Observe the smoke, breath it in, and proceed to cleanse the space with it; make sure you invoke all pre-colonial native entities you know, have heard, know, or can remember.
Amanda Piña’s work embodies the political and social power of movement grounded on indigenous forms of knowledge and worldmaking/maintaining. Piña is a multifaceted artist and curator working through choreographic and dance research, creating and curating artistic and educational frameworks, writing and editing publications around what she refers to as endangered movement practices. Her work is presented inside performing and visual arts contexts. Piña is Chilean-Mexican-Austrian and based in Vienna and Mexico City. Her work has been presented in institutions such as Tanzquartier Wien, Kunsthalle Wien and mumok Vienna, Fondation Cartier pour l’Art Contemporain (Paris), Kunstenfestivaldesarts Brussels, De Single Antwerp, Royal Festival Hall London, Museo Universitario del Chopo, Mexico, NAVE and Festival Santiago a Mil, Chile. From 2008 until 2022, she led and curated the gallery specialized in expanded choreography and performance nadaLokal in Vienna, Austria. Currently, she is working on the realization of the long-term project Endangered Human Movements, concerned with the re-appearance of ancestral forms of movements and cultural practices. Five volumes of research in the scope of this project have been already realized, which include performances, installations, videos, publications, curatorial frames (The School of the Jaguar and The School of Mountains and Water), workshops, and lectures. She is a research fellow at DAS THIRD, at the department of Theatre, Dance and Performance at Amsterdam University of the Arts. Currently, she is working on the creation of The School of Earth, a residency program in La Costa Chica de Guerrero, Mexico.

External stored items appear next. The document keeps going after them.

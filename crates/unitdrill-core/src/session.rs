//! Timed practice session controller.
//!
//! A [`PracticeSession`] moves through Idle → Running → Ended → Idle. The
//! owner drives it with one [`PracticeSession::tick`] per second and one
//! [`PracticeSession::answer`] per player choice; the session never sleeps
//! or spawns anything itself.

use std::fmt;

use serde::{Deserialize, Serialize};

use crate::error::SessionError;
use crate::explain::WorkedExample;
use crate::generator::{round_answer, ProblemGenerator};
use crate::model::{Problem, Question, SolvedProblem};

/// Duration used when the requested one is missing or unusable.
pub const DEFAULT_DURATION_SECS: u32 = 60;
pub const MIN_DURATION_SECS: u32 = 10;
pub const MAX_DURATION_SECS: u32 = 600;

/// Draws spent looking for an example with the same unit pair.
pub const SAME_UNITS_ATTEMPTS: usize = 20;
/// Draws spent looking for any example different from the last problem.
pub const ANY_EXAMPLE_ATTEMPTS: usize = 10;

/// Clamp a duration to the allowed range.
pub fn clamp_duration(secs: u32) -> u32 {
    secs.clamp(MIN_DURATION_SECS, MAX_DURATION_SECS)
}

/// Interpret free-form duration input.
///
/// Missing, unparsable, non-finite, or zero input means the default; the
/// result is always clamped.
pub fn parse_duration(input: Option<&str>) -> u32 {
    let secs = input
        .and_then(|s| s.trim().parse::<f64>().ok())
        .filter(|v| v.is_finite() && *v != 0.0)
        .map(|v| v.trunc().clamp(0.0, f64::from(u32::MAX)) as u32)
        .unwrap_or(DEFAULT_DURATION_SECS);
    clamp_duration(secs)
}

/// Lifecycle phase of a practice session.
#[derive(Debug, Clone, Copy, PartialEq, Eq, Serialize, Deserialize)]
#[serde(rename_all = "lowercase")]
pub enum SessionPhase {
    Idle,
    Running,
    Ended,
}

impl fmt::Display for SessionPhase {
    fn fmt(&self, f: &mut fmt::Formatter<'_>) -> fmt::Result {
        match self {
            SessionPhase::Idle => write!(f, "idle"),
            SessionPhase::Running => write!(f, "running"),
            SessionPhase::Ended => write!(f, "ended"),
        }
    }
}

/// What a countdown tick did.
#[derive(Debug, Clone, PartialEq)]
pub enum TickOutcome {
    /// No countdown is active; nothing changed.
    Inactive,
    /// Time was decremented and the session continues.
    Running { remaining_secs: u32 },
    /// Time ran out; the session has ended.
    Ended(SessionSummary),
}

/// Result of answering the current question.
#[derive(Debug, Clone, PartialEq)]
pub struct AnswerOutcome {
    pub is_correct: bool,
    /// The true answer of the question just answered.
    pub correct: f64,
    /// Score after this answer.
    pub score: i64,
    /// The question now being asked.
    pub next: Question,
}

/// End-of-session summary.
#[derive(Debug, Clone, PartialEq, Serialize, Deserialize)]
pub struct SessionSummary {
    pub final_score: i64,
    /// Configured session length.
    pub duration_secs: u32,
    /// Seconds actually played (less than the duration on early quit).
    pub elapsed_secs: u32,
    pub solved: Vec<SolvedProblem>,
}

impl SessionSummary {
    pub fn correct_count(&self) -> usize {
        self.solved.iter().filter(|p| p.is_correct).count()
    }

    pub fn incorrect_count(&self) -> usize {
        self.solved.len() - self.correct_count()
    }
}

/// A single player's timed practice session.
pub struct PracticeSession {
    generator: ProblemGenerator,
    phase: SessionPhase,
    score: i64,
    duration_secs: u32,
    remaining_secs: u32,
    timer_active: bool,
    solved: Vec<SolvedProblem>,
    current: Option<Question>,
    last_problem: Option<Problem>,
}

impl PracticeSession {
    pub fn new(generator: ProblemGenerator) -> Self {
        Self {
            generator,
            phase: SessionPhase::Idle,
            score: 0,
            duration_secs: DEFAULT_DURATION_SECS,
            remaining_secs: 0,
            timer_active: false,
            solved: Vec::new(),
            current: None,
            last_problem: None,
        }
    }

    pub fn phase(&self) -> SessionPhase {
        self.phase
    }

    pub fn score(&self) -> i64 {
        self.score
    }

    pub fn duration_secs(&self) -> u32 {
        self.duration_secs
    }

    pub fn remaining_secs(&self) -> u32 {
        self.remaining_secs
    }

    pub fn is_timer_active(&self) -> bool {
        self.timer_active
    }

    pub fn solved(&self) -> &[SolvedProblem] {
        &self.solved
    }

    /// The question currently awaiting an answer.
    pub fn current_question(&self) -> Option<&Question> {
        self.current.as_ref()
    }

    /// The most recently generated problem, kept across sessions.
    pub fn last_problem(&self) -> Option<&Problem> {
        self.last_problem.as_ref()
    }

    /// Start (or restart) a session and return its first question.
    ///
    /// Any countdown already running is replaced; the duration is clamped
    /// to [`MIN_DURATION_SECS`]..=[`MAX_DURATION_SECS`].
    pub fn start(&mut self, duration_secs: u32) -> &Question {
        if self.timer_active {
            tracing::debug!("restarting: cancelling active countdown");
        }
        self.duration_secs = clamp_duration(duration_secs);
        self.remaining_secs = self.duration_secs;
        self.timer_active = true;
        self.score = 0;
        self.solved.clear();
        self.phase = SessionPhase::Running;

        tracing::info!(duration_secs = self.duration_secs, "practice session started");
        self.request_question()
    }

    fn request_question(&mut self) -> &Question {
        let question = self.generator.next_question();
        self.last_problem = Some(question.problem.clone());
        self.current.insert(question)
    }

    /// Advance the countdown by one second.
    pub fn tick(&mut self) -> TickOutcome {
        if !self.timer_active {
            return TickOutcome::Inactive;
        }
        self.remaining_secs = self.remaining_secs.saturating_sub(1);
        tracing::trace!(remaining_secs = self.remaining_secs, "tick");
        if self.remaining_secs == 0 {
            TickOutcome::Ended(self.finish())
        } else {
            TickOutcome::Running {
                remaining_secs: self.remaining_secs,
            }
        }
    }

    /// Answer the current question with the chosen option value.
    ///
    /// Values are compared after rounding both to three decimals. The next
    /// question is generated immediately.
    pub fn answer(&mut self, chosen: f64) -> Result<AnswerOutcome, SessionError> {
        let question = match (self.phase, self.current.take()) {
            (SessionPhase::Running, Some(q)) => q,
            (phase, current) => {
                self.current = current;
                return Err(SessionError::NotRunning(phase));
            }
        };

        let correct = question.problem.answer;
        let is_correct = round_answer(chosen) == round_answer(correct);
        self.score += if is_correct { 1 } else { -1 };
        self.solved.push(SolvedProblem {
            question: question.problem.question,
            value: question.problem.value,
            from_unit: question.problem.from_unit,
            to_unit: question.problem.to_unit,
            group: question.problem.group,
            correct,
            chosen,
            is_correct,
        });
        tracing::debug!(is_correct, score = self.score, "answer recorded");

        let next = self.request_question().clone();
        Ok(AnswerOutcome {
            is_correct,
            correct,
            score: self.score,
            next,
        })
    }

    /// End the session early, or fetch the summary of an ended one.
    pub fn end(&mut self) -> Result<SessionSummary, SessionError> {
        match self.phase {
            SessionPhase::Idle => Err(SessionError::NotStarted),
            SessionPhase::Running => Ok(self.finish()),
            SessionPhase::Ended => Ok(self.summary()),
        }
    }

    fn finish(&mut self) -> SessionSummary {
        self.timer_active = false;
        self.phase = SessionPhase::Ended;
        self.current = None;
        let summary = self.summary();
        tracing::info!(
            score = summary.final_score,
            answered = summary.solved.len(),
            "practice session ended"
        );
        summary
    }

    /// Return to Idle after a session has ended.
    pub fn reset(&mut self) {
        self.timer_active = false;
        self.current = None;
        self.phase = SessionPhase::Idle;
    }

    /// Snapshot of the score and solved problems so far.
    pub fn summary(&self) -> SessionSummary {
        SessionSummary {
            final_score: self.score,
            duration_secs: self.duration_secs,
            elapsed_secs: self.duration_secs - self.remaining_secs.min(self.duration_secs),
            solved: self.solved.clone(),
        }
    }

    /// Produce a worked example, preferring the unit pair of the last
    /// problem. Never touches score, timer, or the current question.
    pub fn show_example(&mut self) -> WorkedExample {
        let last = self.last_problem.clone();
        let example = self.pick_example(last.as_ref());
        WorkedExample::from_problem(&example, self.generator.catalog())
    }

    fn pick_example(&mut self, last: Option<&Problem>) -> Problem {
        if let Some(last) = last {
            for _ in 0..SAME_UNITS_ATTEMPTS {
                let p = self.generator.generate();
                if p.same_units(last) && p.question != last.question {
                    return p;
                }
            }
        }

        for _ in 0..ANY_EXAMPLE_ATTEMPTS {
            let p = self.generator.generate();
            if !last.is_some_and(|l| p.question == l.question) {
                return p;
            }
        }

        match last {
            Some(l) => l.clone(),
            None => self.generator.generate(),
        }
    }
}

 Here, I refer to Mestiza in the sense of Gloria Anzaldúa’s definition of “The new mestiza”, as a new consciousness represented by a woman living in two cultures at the same time; this consciousness pre-supposes a decolonization of the self and of knowing. See Gloria Anzaldúa, Borderland/La Frontera: The New Mestiza (San Francisco: Aunt Lute Books, 1987).
 Here, I refer to Silvia Rivera Cusicanqui’s understanding of the Quechua concept Chi’ixi [in Spanish, cheje] as an alternative to mestizaje. See Silvia Rivera Cusicanqui, Un mundo ch’ixi es posible (Buenos Aires: Tinta Limón, 2018).
 "Curing is supporting us to be well, before we get sick or before the world gets sick; it is important to always be healing, to be offering, doing your dance, your rituals to strengthen us and to flourish." [Translated by the author]. Juan José Ramirez, conversation with the author, 12 June 2022.
 The notion of blooming together [florecer juntos] can be found today in orally transmitted indigenous knowledge from diverse origins in Mesoamerica. This notion brings the accomplishment of our living process in relation to vegetal life.
 These two metaphors, strengthening and blooming, which I take here from the Mesoamerican context, since Wixarika people speak an Uto Aztec language, but both metaphors are shared by different peoples of Abya Yala [the American continent] are in relation to social practices or ritual acknowledgment.
 The mantainers [los mantenedores] are a set of relations with those sustaining our living processes. Water, mountains, the sea, rivers, maíz [corn], animals and plants, invisible entities are understood as mantainers.